The recall of defective medical devices is an international practice that plays an important role in ensuring the safety of public use of devices, and also reflects the concept that medical device manufacturers are the first responsible person for product quality. In order to gradually establish and improve a medical device recall system that is in line with China's regulatory reality, the "Medical Device Recall Management Measures (Trial)" (hereinafter referred to as the "Measures") has been introduced recently and officially implemented from July 1st.

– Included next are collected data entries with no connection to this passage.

use std::collections::BTreeMap;

use serde::{Deserialize, Serialize};
use utoipa::ToSchema;

/// Full point-in-time catalog listing uploaded by a partner.
/// Fetching it from a URL is the request layer's job; the core only ever
/// sees the parsed payload.
#[derive(Debug, Clone, Deserialize, ToSchema)]
pub struct CatalogSnapshot {
    pub shop: String,
    pub categories: Vec<SnapshotCategory>,
    pub goods: Vec<SnapshotGood>,
}

#[derive(Debug, Clone, Deserialize, ToSchema)]
pub struct SnapshotCategory {
    pub id: i32,
    pub name: String,
}

#[derive(Debug, Clone, Deserialize, ToSchema)]
pub struct SnapshotGood {
    /// Supplier SKU.
    pub id: i32,
    pub category: i32,
    pub name: String,
    pub model: String,
    pub quantity: i32,
    pub price: i64,
    pub price_rrc: i64,
    #[serde(default)]
    pub parameters: BTreeMap<String, serde_json::Value>,
}

#[derive(Debug, Serialize, ToSchema)]
pub struct ImportSummary {
    pub shop_id: uuid::Uuid,
    pub shop: String,
    pub categories: usize,
    pub products: usize,
    pub product_infos: usize,
    pub parameters: usize,
}

#[cfg(test)]
mod tests {
    use super::*;

    #[test]
    fn parses_snapshot_payload() {
        let raw = serde_json::json!({
            "shop": "Connect",
            "categories": [{"id": 1, "name": "Smartphones"}],
            "goods": [{
                "id": 1,
                "category": 1,
                "name": "iPhone 14",
                "model": "A2",
                "quantity": 5,
                "price": 80000,
                "price_rrc": 85000,
                "parameters": {"Color": "black", "RAM": 6}
            }]
        });
        let snapshot: CatalogSnapshot = serde_json::from_value(raw).unwrap();
        assert_eq!(snapshot.shop, "Connect");
        assert_eq!(snapshot.categories.len(), 1);
        let good = &snapshot.goods[0];
        assert_eq!(good.price, 80000);
        assert_eq!(good.parameters.len(), 2);
    }

    #[test]
    fn parameters_default_to_empty() {
        let raw = serde_json::json!({
            "shop": "Connect",
            "categories": [],
            "goods": [{
                "id": 7, "category": 1, "name": "Cable", "model": "usb-c",
                "quantity": 10, "price": 500, "price_rrc": 600
            }]
        });
        let snapshot: CatalogSnapshot = serde_json::from_value(raw).unwrap();
        assert!(snapshot.goods[0].parameters.is_empty());
    }
}
use axum_procurement_api::{
    config::AppConfig,
    db::{create_orm_conn, run_migrations},
};

#[tokio::main]
async fn main() -> anyhow::Result<()> {
    dotenvy::dotenv().ok();
    let config = AppConfig::from_env()?;
    let orm = create_orm_conn(&config.database_url).await?;
    run_migrations(&orm).await?;
    println!("Migrations applied");
    Ok(())
}
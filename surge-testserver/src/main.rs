use std::net::SocketAddr;
use std::time::Duration;

use anyhow::Context as _;
use clap::Parser;
use surge_testserver::{TestServerStats, TestServerUrls, router};
use tokio::net::TcpListener;

/// Local stand-in for the rate-limit service.
#[derive(Debug, Parser)]
#[command(name = "surge-testserver", version)]
struct Args {
    /// Address to listen on. Port 0 picks a free port.
    #[arg(long, default_value = "127.0.0.1:8080")]
    bind: SocketAddr,

    /// Print request counters to stderr at this interval (e.g. `10s`).
    #[arg(long, value_parser = humantime::parse_duration)]
    report_every: Option<Duration>,
}

#[tokio::main(flavor = "current_thread")]
async fn main() -> anyhow::Result<()> {
    let args = Args::parse();

    let listener = TcpListener::bind(args.bind)
        .await
        .with_context(|| format!("failed to bind {}", args.bind))?;
    let addr = listener.local_addr()?;

    let stats = TestServerStats::default();
    let app = router(stats.clone());

    let urls = TestServerUrls::new(format!("http://{addr}"));
    println!("BASE_URL={}", urls.base_url);
    eprintln!("limit check: POST {}", urls.limit_check);
    eprintln!("flaky:       POST {}", urls.flaky);

    let reporter = args
        .report_every
        .map(|every| tokio::spawn(report(stats.clone(), every)));

    axum::serve(listener, app)
        .with_graceful_shutdown(async {
            let _ = tokio::signal::ctrl_c().await;
        })
        .await?;

    if let Some(reporter) = reporter {
        reporter.abort();
    }
    eprintln!("final: {}", summary(&stats));
    Ok(())
}

async fn report(stats: TestServerStats, every: Duration) {
    let mut interval = tokio::time::interval(every);
    interval.tick().await;
    loop {
        interval.tick().await;
        eprintln!("{}", summary(&stats));
    }
}

fn summary(stats: &TestServerStats) -> String {
    format!(
        "requests={} allowed={} denied={} bad_requests={}",
        stats.requests_total(),
        stats.allowed_total(),
        stats.denied_total(),
        stats.bad_requests_total()
    )
}
use surge_metrics::{MetricKind, MetricSnapshot, Registry, SnapshotValue};

use super::thresholds::{Threshold, ThresholdAgg};

#[derive(Debug, Clone, PartialEq, strum::Display)]
#[strum(serialize_all = "snake_case")]
pub enum FailureReason {
    /// The metric was never registered or has no samples.
    NoData,
    /// The aggregation does not apply to the metric's kind.
    Unsupported { agg: String, kind: MetricKind },
    /// The observed value does not satisfy the predicate.
    Violated,
}

#[derive(Debug, Clone, PartialEq)]
pub struct ThresholdResult {
    pub metric: String,
    pub expression: String,
    pub passed: bool,
    pub observed: Option<f64>,
    pub reason: Option<FailureReason>,
    pub abort_on_fail: bool,
}

impl ThresholdResult {
    #[must_use]
    pub fn is_no_data(&self) -> bool {
        matches!(self.reason, Some(FailureReason::NoData))
    }
}

/// Evaluates every threshold against the registry's current state.
///
/// Each metric is snapshotted once and shared by all thresholds that reference it. Results keep
/// the order of `thresholds`.
pub fn evaluate(thresholds: &[Threshold], registry: &Registry) -> Vec<ThresholdResult> {
    let mut snapshots: Vec<(&str, Option<MetricSnapshot>)> = Vec::new();

    thresholds
        .iter()
        .map(|t| {
            let idx = match snapshots.iter().position(|(name, _)| *name == t.metric) {
                Some(idx) => idx,
                None => {
                    snapshots.push((t.metric.as_str(), registry.snapshot(&t.metric)));
                    snapshots.len() - 1
                }
            };
            evaluate_one(t, snapshots[idx].1.as_ref())
        })
        .collect()
}

pub fn evaluate_one(threshold: &Threshold, snapshot: Option<&MetricSnapshot>) -> ThresholdResult {
    let outcome = match snapshot {
        None => Err(FailureReason::NoData),
        Some(snap) if snap.is_empty() => Err(FailureReason::NoData),
        Some(snap) => observe(threshold.expr.agg, snap),
    };

    let (passed, observed, reason) = match outcome {
        Ok(observed) => {
            let passed = threshold.expr.op.holds(observed, threshold.expr.value);
            (passed, Some(observed), (!passed).then_some(FailureReason::Violated))
        }
        Err(reason) => (false, None, Some(reason)),
    };

    ThresholdResult {
        metric: threshold.metric.clone(),
        expression: threshold.source.clone(),
        passed,
        observed,
        reason,
        abort_on_fail: threshold.abort_on_fail,
    }
}

fn observe(agg: ThresholdAgg, snapshot: &MetricSnapshot) -> Result<f64, FailureReason> {
    let unsupported = || FailureReason::Unsupported {
        agg: agg.to_string(),
        kind: snapshot.kind(),
    };

    let value = match (&snapshot.value, agg) {
        (SnapshotValue::Counter(v), ThresholdAgg::Count) => Some(*v as f64),
        (SnapshotValue::Gauge(v), ThresholdAgg::Value) => Some(*v as f64),
        (SnapshotValue::Rate { total, hits }, ThresholdAgg::Rate) => {
            (*total > 0).then(|| *hits as f64 / *total as f64)
        }
        (SnapshotValue::Rate { total, .. }, ThresholdAgg::Count) => Some(*total as f64),
        (SnapshotValue::Trend(t), ThresholdAgg::Count) => Some(t.count() as f64),
        (SnapshotValue::Trend(t), ThresholdAgg::Avg) => t.mean(),
        (SnapshotValue::Trend(t), ThresholdAgg::Min) => t.min(),
        (SnapshotValue::Trend(t), ThresholdAgg::Max) => t.max(),
        (SnapshotValue::Trend(t), ThresholdAgg::Med) => t.median(),
        (SnapshotValue::Trend(t), ThresholdAgg::P(p)) => t.percentile(p),
        _ => return Err(unsupported()),
    };

    value.ok_or(FailureReason::NoData)
}

/// `true` when every threshold passed. An empty threshold list passes.
#[must_use]
pub fn all_passed(results: &[ThresholdResult]) -> bool {
    results.iter().all(|r| r.passed)
}

#[cfg(test)]
mod tests {
    use super::*;
    use surge_metrics::Sample;

    fn threshold(metric: &str, expr: &str) -> Threshold {
        Threshold::parse(metric, expr).unwrap_or_else(|e| panic!("{e}"))
    }

    fn record(registry: &Registry, sample: Sample) {
        registry.record(&sample).unwrap_or_else(|e| panic!("{e}"));
    }

    #[test]
    fn one_failure_in_ten_breaks_strict_rate_threshold() {
        let registry = Registry::default();
        for i in 0..10 {
            record(&registry, Sample::rate("errors", i == 0));
        }

        let results = evaluate(&[threshold("errors", "rate<0.1")], &registry);
        assert_eq!(results.len(), 1);
        let r = &results[0];
        assert_eq!(r.observed, Some(0.1));
        assert!(!r.passed);
        assert_eq!(r.reason, Some(FailureReason::Violated));

        let lenient = evaluate(&[threshold("errors", "rate<=0.1")], &registry);
        assert!(lenient[0].passed);
        assert_eq!(lenient[0].reason, None);
    }

    #[test]
    fn metric_without_samples_fails_with_no_data() {
        let registry = Registry::default();
        registry
            .register("checks", MetricKind::Rate)
            .unwrap_or_else(|e| panic!("{e}"));

        let results = evaluate(
            &[
                threshold("checks", "rate>0.9"),
                threshold("never_recorded", "p(95)<100"),
            ],
            &registry,
        );
        for r in &results {
            assert!(!r.passed, "{r:?}");
            assert!(r.is_no_data(), "{r:?}");
            assert_eq!(r.observed, None);
        }
    }

    #[test]
    fn aggregation_must_match_metric_kind() {
        let registry = Registry::default();
        record(&registry, Sample::rate("errors", false));

        let results = evaluate(&[threshold("errors", "p(95)<1")], &registry);
        assert!(!results[0].passed);
        assert_eq!(
            results[0].reason,
            Some(FailureReason::Unsupported {
                agg: "p(95)".to_string(),
                kind: MetricKind::Rate,
            })
        );
    }

    #[test]
    fn trend_aggregations() {
        let registry = Registry::default();
        for v in 1..=100 {
            record(&registry, Sample::trend("latency", f64::from(v)));
        }

        let results = evaluate(
            &[
                threshold("latency", "count==100"),
                threshold("latency", "avg<51"),
                threshold("latency", "min>=1"),
                threshold("latency", "max<=100.1"),
                threshold("latency", "med<51"),
                threshold("latency", "p(95)<96"),
                threshold("latency", "p(99.9)>99"),
            ],
            &registry,
        );
        for r in &results {
            assert!(r.passed, "{r:?}");
        }
    }

    #[test]
    fn counter_and_gauge_aggregations() {
        let registry = Registry::default();
        record(&registry, Sample::counter("http_reqs", 42));
        record(&registry, Sample::gauge("vus", 7));

        let results = evaluate(
            &[
                threshold("http_reqs", "count>=42"),
                threshold("vus", "value==7"),
                threshold("vus", "count>0"),
            ],
            &registry,
        );
        assert!(results[0].passed);
        assert!(results[1].passed);
        assert!(matches!(
            results[2].reason,
            Some(FailureReason::Unsupported { kind: MetricKind::Gauge, .. })
        ));
        assert!(!all_passed(&results));
        assert!(all_passed(&results[..2]));
    }

    #[test]
    fn evaluation_does_not_touch_the_registry() {
        let registry = Registry::default();
        record(&registry, Sample::rate("errors", true));
        let before = registry.summarize();

        let _ = evaluate(
            &[threshold("errors", "rate<0.5"), threshold("missing", "count>0")],
            &registry,
        );

        assert_eq!(registry.summarize(), before);
        assert!(!registry.contains("missing"));
    }
}
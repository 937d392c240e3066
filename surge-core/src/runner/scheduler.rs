use std::sync::Arc;
use std::sync::atomic::{AtomicU64, Ordering};
use std::time::Duration;

use tokio::task::{JoinError, JoinHandle};
use tokio::time::{Instant, MissedTickBehavior};
use tokio_util::sync::CancellationToken;

use super::builtin::BuiltinMetrics;
use super::executor::{Client, ClientExit, ClientSettings, ClientState, ClientStatus};
use super::schedule::ConcurrencyTimeline;
use super::summary::{DrainReport, TimelineReport};
use super::workload::Workload;

/// How long force-stopped clients get to observe the hard stop before their task is aborted.
const FORCE_GRACE: Duration = Duration::from_secs(1);

/// Client counts shared with the progress reporter.
#[derive(Debug, Default)]
pub(crate) struct ClientActivity {
    live: AtomicU64,
    draining: AtomicU64,
    peak: AtomicU64,
}

impl ClientActivity {
    pub(crate) fn live(&self) -> u64 {
        self.live.load(Ordering::Relaxed)
    }

    pub(crate) fn draining(&self) -> u64 {
        self.draining.load(Ordering::Relaxed)
    }

    pub(crate) fn peak(&self) -> u64 {
        self.peak.load(Ordering::Relaxed)
    }

    fn update(&self, live: usize, draining: usize) {
        let live = live as u64;
        self.live.store(live, Ordering::Relaxed);
        self.draining.store(draining as u64, Ordering::Relaxed);
        self.peak.fetch_max(live, Ordering::Relaxed);
    }
}

struct ClientSlot {
    id: u64,
    stop: CancellationToken,
    status: Arc<ClientStatus>,
    handle: JoinHandle<ClientExit>,
}

impl ClientSlot {
    fn retire(&self) {
        self.status.mark_draining();
        self.stop.cancel();
    }
}

/// Owns the live client set and keeps it in line with the concurrency timeline.
///
/// Only the scheduler spawns or retires clients. Live clients are kept in spawn order so ramp-down
/// retires the most recently spawned ones first.
pub(crate) struct StageScheduler<W> {
    timeline: Arc<ConcurrencyTimeline>,
    workload: W,
    metrics: Arc<BuiltinMetrics>,
    settings: Arc<ClientSettings>,
    activity: Arc<ClientActivity>,
    /// Parent of every client's stop token; cancelling it drains all clients.
    halt: CancellationToken,
    force: CancellationToken,
    live: Vec<ClientSlot>,
    retiring: Vec<ClientSlot>,
    next_id: u64,
    drain: DrainReport,
}

impl<W: Workload> StageScheduler<W> {
    pub(crate) fn new(
        timeline: Arc<ConcurrencyTimeline>,
        workload: W,
        metrics: Arc<BuiltinMetrics>,
        settings: Arc<ClientSettings>,
        activity: Arc<ClientActivity>,
        halt: CancellationToken,
    ) -> Self {
        Self {
            timeline,
            workload,
            metrics,
            settings,
            activity,
            halt,
            force: CancellationToken::new(),
            live: Vec::new(),
            retiring: Vec::new(),
            next_id: 1,
            drain: DrainReport::default(),
        }
    }

    pub(crate) fn live(&self) -> usize {
        self.live.len()
    }

    /// Reconciles on every tick until the timeline ends or `halt` is cancelled.
    pub(crate) async fn run(&mut self, started: Instant, tick: Duration) -> TimelineReport {
        let mut interval = tokio::time::interval(tick);
        interval.set_missed_tick_behavior(MissedTickBehavior::Delay);

        let mut current_stage: Option<usize> = None;
        let completed = loop {
            tokio::select! {
                biased;
                _ = self.halt.cancelled() => break false,
                _ = interval.tick() => {}
            }

            let elapsed = started.elapsed();
            if let Some(snap) = self.timeline.stage_snapshot_at(elapsed)
                && current_stage != Some(snap.index)
                && !self.timeline.is_done(elapsed)
            {
                current_stage = Some(snap.index);
                tracing::info!(
                    stage = snap.index + 1,
                    stages = snap.count,
                    from = snap.start_target,
                    to = snap.end_target,
                    "stage started"
                );
            }

            self.reconcile(elapsed).await;

            if self.timeline.is_done(elapsed) {
                break true;
            }
        };

        TimelineReport {
            completed,
            final_target: self.timeline.final_target(),
            final_live: self.live.len() as u64,
            peak_live: self.activity.peak(),
        }
    }

    /// Brings the live client count to the timeline's target at `elapsed`. Returns the target.
    pub(crate) async fn reconcile(&mut self, elapsed: Duration) -> u64 {
        self.reap().await;

        let desired = self.timeline.target_at(elapsed);
        let live = self.live.len() as u64;

        if desired > live {
            for _ in live..desired {
                self.spawn_client();
            }
            tracing::debug!(live = self.live.len(), desired, "ramped up");
        } else if desired < live {
            for _ in desired..live {
                if let Some(slot) = self.live.pop() {
                    slot.retire();
                    self.retiring.push(slot);
                }
            }
            tracing::debug!(live = self.live.len(), desired, "ramped down");
        }

        self.publish();
        desired
    }

    fn spawn_client(&mut self) {
        let id = self.next_id;
        self.next_id += 1;

        let stop = self.halt.child_token();
        let status = Arc::new(ClientStatus::new());
        let client = Client {
            id,
            workload: self.workload.clone(),
            metrics: self.metrics.clone(),
            settings: self.settings.clone(),
            status: status.clone(),
            stop: stop.clone(),
            force: self.force.clone(),
        };

        self.live.push(ClientSlot {
            id,
            stop,
            status,
            handle: tokio::spawn(client.run()),
        });
    }

    /// Collects clients whose task already ended.
    async fn reap(&mut self) {
        let mut finished = Vec::new();

        let mut idx = 0;
        while idx < self.live.len() {
            if self.live[idx].handle.is_finished() {
                finished.push(self.live.remove(idx));
            } else {
                idx += 1;
            }
        }
        let (done, pending): (Vec<_>, Vec<_>) = std::mem::take(&mut self.retiring)
            .into_iter()
            .partition(|slot| slot.handle.is_finished());
        self.retiring = pending;
        finished.extend(done);

        for slot in finished {
            let id = slot.id;
            let res = slot.handle.await;
            self.collect(id, res);
        }
    }

    fn collect(&mut self, id: u64, res: Result<ClientExit, JoinError>) {
        match res {
            Ok(exit) => {
                if exit.forced {
                    self.drain.cancelled_iterations += 1;
                }
                tracing::debug!(
                    client_id = id,
                    iterations = exit.iterations,
                    forced = exit.forced,
                    "client retired"
                );
            }
            Err(err) if err.is_panic() => {
                tracing::error!(client_id = id, "client task panicked");
            }
            Err(err) => {
                tracing::debug!(client_id = id, error = %err, "client task aborted");
            }
        }
    }

    fn publish(&self) {
        self.metrics.set_live(self.live.len() as u64);
        self.activity.update(self.live.len(), self.retiring.len());
    }

    /// Stops every client and waits for them to terminate.
    ///
    /// Clients finish their in-flight iteration unless `timeout` expires first; then they are
    /// force-stopped and the abandoned iteration is counted as cancelled.
    pub(crate) async fn drain(mut self, timeout: Duration) -> DrainReport {
        for slot in self.live.drain(..) {
            slot.retire();
            self.retiring.push(slot);
        }
        self.publish();

        let draining = self.retiring.len();
        if draining > 0 {
            tracing::info!(clients = draining, timeout = ?timeout, "draining clients");
        }

        let deadline = Instant::now() + timeout;
        let mut overdue = Vec::new();
        for mut slot in std::mem::take(&mut self.retiring) {
            match tokio::time::timeout_at(deadline, &mut slot.handle).await {
                Ok(res) => self.collect(slot.id, res),
                Err(_) => overdue.push(slot),
            }
        }

        if !overdue.is_empty() {
            tracing::warn!(
                clients = overdue.len(),
                timeout = ?timeout,
                "drain timed out; cancelling in-flight iterations"
            );
            self.drain.timed_out = true;
            self.drain.forced_clients = overdue.len() as u64;
            self.force.cancel();

            let grace = Instant::now() + FORCE_GRACE;
            for mut slot in overdue {
                match tokio::time::timeout_at(grace, &mut slot.handle).await {
                    Ok(res) => self.collect(slot.id, res),
                    Err(_) => {
                        slot.handle.abort();
                        if slot.status.get() != ClientState::Terminated {
                            self.metrics.record_cancelled();
                            self.drain.cancelled_iterations += 1;
                        }
                        tracing::error!(
                            client_id = slot.id,
                            "client ignored cancellation; aborted"
                        );
                    }
                }
            }
        }

        self.activity.update(0, 0);
        self.drain
    }
}
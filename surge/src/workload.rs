use std::future::Future;
use std::pin::Pin;
use std::sync::Arc;
use std::time::Duration;

use serde::Serialize;
use surge_core::metrics::Sample;
use surge_core::runner::{
    ExpectedStatuses, IterationContext, IterationOutcome, Workload, WorkloadError, WorkloadResult,
};
use surge_http::{HttpClient, HttpRequest};

pub(crate) const CHECK_STATUS: &str = "status is expected";
pub(crate) const CHECK_ALLOWED_FIELD: &str = "response has allowed field";

/// Per-request latency as the workload itself saw it, in milliseconds.
pub(crate) const REQUEST_DURATION: &str = "request_duration";

#[derive(Debug, Clone, PartialEq, Eq)]
pub(crate) struct LimitCheckSettings {
    pub url: String,
    pub algorithm: String,
    pub limit: u64,
    /// Sent verbatim, e.g. `1m`.
    pub window: String,
    pub key_prefix: String,
    pub request_timeout: Option<Duration>,
    pub expected_statuses: ExpectedStatuses,
}

#[derive(Debug, Serialize)]
struct LimitCheckRequest<'a> {
    key: String,
    algorithm: &'a str,
    limit: u64,
    window: &'a str,
}

/// POSTs one rate-limit check per iteration, keyed by client and iteration.
#[derive(Debug, Clone)]
pub(crate) struct LimitCheckWorkload {
    client: HttpClient,
    settings: Arc<LimitCheckSettings>,
}

impl LimitCheckWorkload {
    pub(crate) fn new(client: HttpClient, settings: LimitCheckSettings) -> Self {
        Self {
            client,
            settings: Arc::new(settings),
        }
    }

    async fn iterate(self, ctx: IterationContext) -> WorkloadResult {
        let s = &*self.settings;

        let body = serde_json::to_vec(&LimitCheckRequest {
            key: format!("{}:{}:{}", s.key_prefix, ctx.client_id, ctx.iteration),
            algorithm: &s.algorithm,
            limit: s.limit,
            window: &s.window,
        })
        .map_err(|err| WorkloadError::Other(format!("failed to encode request: {err}")))?;

        let req = HttpRequest::post(s.url.clone(), body)
            .with_header("Content-Type", "application/json")
            .with_timeout(s.request_timeout);
        let described = req.describe();

        let res = self.client.request(req).await.map_err(|err| match err {
            surge_http::Error::Timeout(after) => WorkloadError::Timeout(after),
            err if err.is_transport() => WorkloadError::Transport(err.to_string()),
            err => WorkloadError::Other(err.to_string()),
        })?;

        let status_ok = s.expected_statuses.contains(res.status);
        let parsed = serde_json::from_slice::<serde_json::Value>(&res.body);
        let has_allowed = match parsed {
            Ok(v) => v.get("allowed").is_some(),
            Err(err) if status_ok => {
                return Err(WorkloadError::InvalidResponse(format!(
                    "{described} answered {} with a non-JSON body: {err}",
                    res.status
                )));
            }
            Err(_) => false,
        };

        let latency_ms = res.elapsed.as_secs_f64() * 1000.0;
        Ok(
            IterationOutcome::request(described, Some(res.status), res.elapsed)
                .with_check(CHECK_STATUS, status_ok)
                .with_check(CHECK_ALLOWED_FIELD, has_allowed)
                .with_sample(Sample::trend(REQUEST_DURATION, latency_ms)),
        )
    }
}

impl Workload for LimitCheckWorkload {
    type Future = Pin<Box<dyn Future<Output = WorkloadResult> + Send + 'static>>;

    fn call(&self, ctx: IterationContext) -> Self::Future {
        Box::pin(self.clone().iterate(ctx))
    }
}

#[cfg(test)]
mod tests {
    use super::*;
    use surge_testserver::TestServer;

    fn settings(url: String) -> LimitCheckSettings {
        LimitCheckSettings {
            url,
            algorithm: "token_bucket".to_string(),
            limit: 100,
            window: "1m".to_string(),
            key_prefix: "user".to_string(),
            request_timeout: Some(Duration::from_secs(5)),
            expected_statuses: ExpectedStatuses::from_codes([200, 429]),
        }
    }

    fn ctx(client_id: u64, iteration: u64) -> IterationContext {
        IterationContext {
            client_id,
            iteration,
        }
    }

    fn check(outcome: &IterationOutcome, name: &str) -> bool {
        outcome
            .checks
            .iter()
            .find(|c| &*c.name == name)
            .map(|c| c.passed)
            .unwrap_or_else(|| panic!("missing check {name}"))
    }

    #[tokio::test]
    async fn allowed_request_passes_both_checks() {
        let server = TestServer::start()
            .await
            .unwrap_or_else(|e| panic!("start test server: {e}"));
        let workload = LimitCheckWorkload::new(
            HttpClient::default(),
            settings(server.urls().limit_check.clone()),
        );

        let outcome = workload
            .call(ctx(1, 0))
            .await
            .unwrap_or_else(|e| panic!("{e}"));

        assert_eq!(outcome.status, Some(200));
        assert!(check(&outcome, CHECK_STATUS));
        assert!(check(&outcome, CHECK_ALLOWED_FIELD));
        assert!(
            outcome
                .request
                .as_deref()
                .is_some_and(|r| r.starts_with("POST "))
        );
        assert_eq!(outcome.samples.len(), 1);
        assert_eq!(&*outcome.samples[0].metric, REQUEST_DURATION);
        assert_eq!(server.stats().allowed_total(), 1);

        server.shutdown().await;
    }

    #[tokio::test]
    async fn denied_request_is_still_an_expected_status() {
        let server = TestServer::start()
            .await
            .unwrap_or_else(|e| panic!("start test server: {e}"));
        let mut s = settings(server.urls().limit_check.clone());
        s.limit = 1;
        let workload = LimitCheckWorkload::new(HttpClient::default(), s);

        // Same context, same key: the second call exhausts the bucket.
        let first = workload
            .call(ctx(3, 7))
            .await
            .unwrap_or_else(|e| panic!("{e}"));
        let second = workload
            .call(ctx(3, 7))
            .await
            .unwrap_or_else(|e| panic!("{e}"));

        assert_eq!(first.status, Some(200));
        assert_eq!(second.status, Some(429));
        assert!(second.all_checks_passed());
        assert_eq!(server.stats().denied_total(), 1);

        server.shutdown().await;
    }

    #[tokio::test]
    async fn server_error_fails_the_status_check() {
        let server = TestServer::start()
            .await
            .unwrap_or_else(|e| panic!("start test server: {e}"));
        let workload =
            LimitCheckWorkload::new(HttpClient::default(), settings(server.urls().flaky.clone()));

        let mut statuses = Vec::new();
        for i in 0..5 {
            let outcome = workload
                .call(ctx(1, i))
                .await
                .unwrap_or_else(|e| panic!("{e}"));
            statuses.push((outcome.status, check(&outcome, CHECK_STATUS)));
        }

        assert_eq!(statuses[4], (Some(500), false));
        assert!(statuses[..4].iter().all(|(s, ok)| *s == Some(200) && *ok));

        server.shutdown().await;
    }

    #[tokio::test]
    async fn non_json_body_with_expected_status_is_invalid_response() {
        let server = TestServer::start()
            .await
            .unwrap_or_else(|e| panic!("start test server: {e}"));
        let workload = LimitCheckWorkload::new(
            HttpClient::default(),
            settings(server.urls().plaintext.clone()),
        );

        let err = match workload.call(ctx(1, 0)).await {
            Ok(outcome) => panic!("expected an error, got {outcome:?}"),
            Err(err) => err,
        };
        assert!(matches!(err, WorkloadError::InvalidResponse(_)), "{err}");

        server.shutdown().await;
    }

    #[tokio::test]
    async fn unreachable_server_is_a_transport_error() {
        let workload = LimitCheckWorkload::new(
            HttpClient::default(),
            settings("http://127.0.0.1:1/api/v1/limit-check".to_string()),
        );

        let err = match workload.call(ctx(1, 0)).await {
            Ok(outcome) => panic!("expected an error, got {outcome:?}"),
            Err(err) => err,
        };
        assert!(matches!(err, WorkloadError::Transport(_)), "{err}");
    }
}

The Measures consist of six chapters and thirty-eight articles, which provide specific provisions for the management of medical device recalls in terms of regulatory system, grading and classification of recalls, legal responsibilities, and other aspects. The specific features include:

One is to align with international practices on core issues. The core issue in formulating this "Measures" is what kind of medical devices need to be recalled. The Measures draw on the definitions of defective product recalls from the United States, the European Union, and others, The products that need to be recalled are limited: "The medical device recall referred to in these measures refers to the behavior of medical device manufacturers, in accordance with the prescribed procedures, to eliminate defects in a certain category, model, or batch of products that have been marketed and sold by warning, inspection, repair, re labeling, modification and improvement of instructions, software upgrade, replacement, retrieval, destruction, and other methods

The second is to learn from the drug recall system and establish the main system for medical device recall management from three aspects: content framework, regulatory system, recall grading and classification, and legal responsibility. In terms of the regulatory system for medical device recalls, Article 8 of the "Measures" specifically stipulates that the regulatory system for medical device recalls is mainly composed of provincial food and drug regulatory bureaus (drug regulatory bureaus). In terms of the grading and classification of recalls, Article 13 of the "Measures" divides recalls into three levels based on the severity of medical device defects, from high to low; At the same time, the recall of medical devices is divided into two categories: active recall and ordered recall, and two chapters, "active recall" and "ordered recall", are established to respectively specify the implementation procedures and supervision and management of medical devices. In terms of legal liability, the "Measures" impose penalties on those who fail to fulfill their statutory recall obligations.

The third is to make specialized regulations based on the characteristics of medical device supervision. Medical devices involve a wide range of disciplines, a wide variety of categories, and a high degree of technical complexity. The "Measures" clearly define the definition of medical device recall and the handling methods of recalled products. In the definition of "medical device recall", in addition to emphasizing the existence of defects in the product, it also highlights the recall of medical devices. Not only can the product be recalled, but also methods such as warning, inspection, repair, re labeling, manual modification, software upgrade, replacement, etc. can be used to eliminate defects; Detailed regulations have been established for the product handling measures after the recall of medical devices. At the same time, the Measures clarify the content of the recall notice. After making a recall decision, medical device manufacturers should promptly notify all operating enterprises, user units, or inform users to control the product to prevent further injury incidents. In order to increase operability, the Measures stipulate the specific content of recall notices.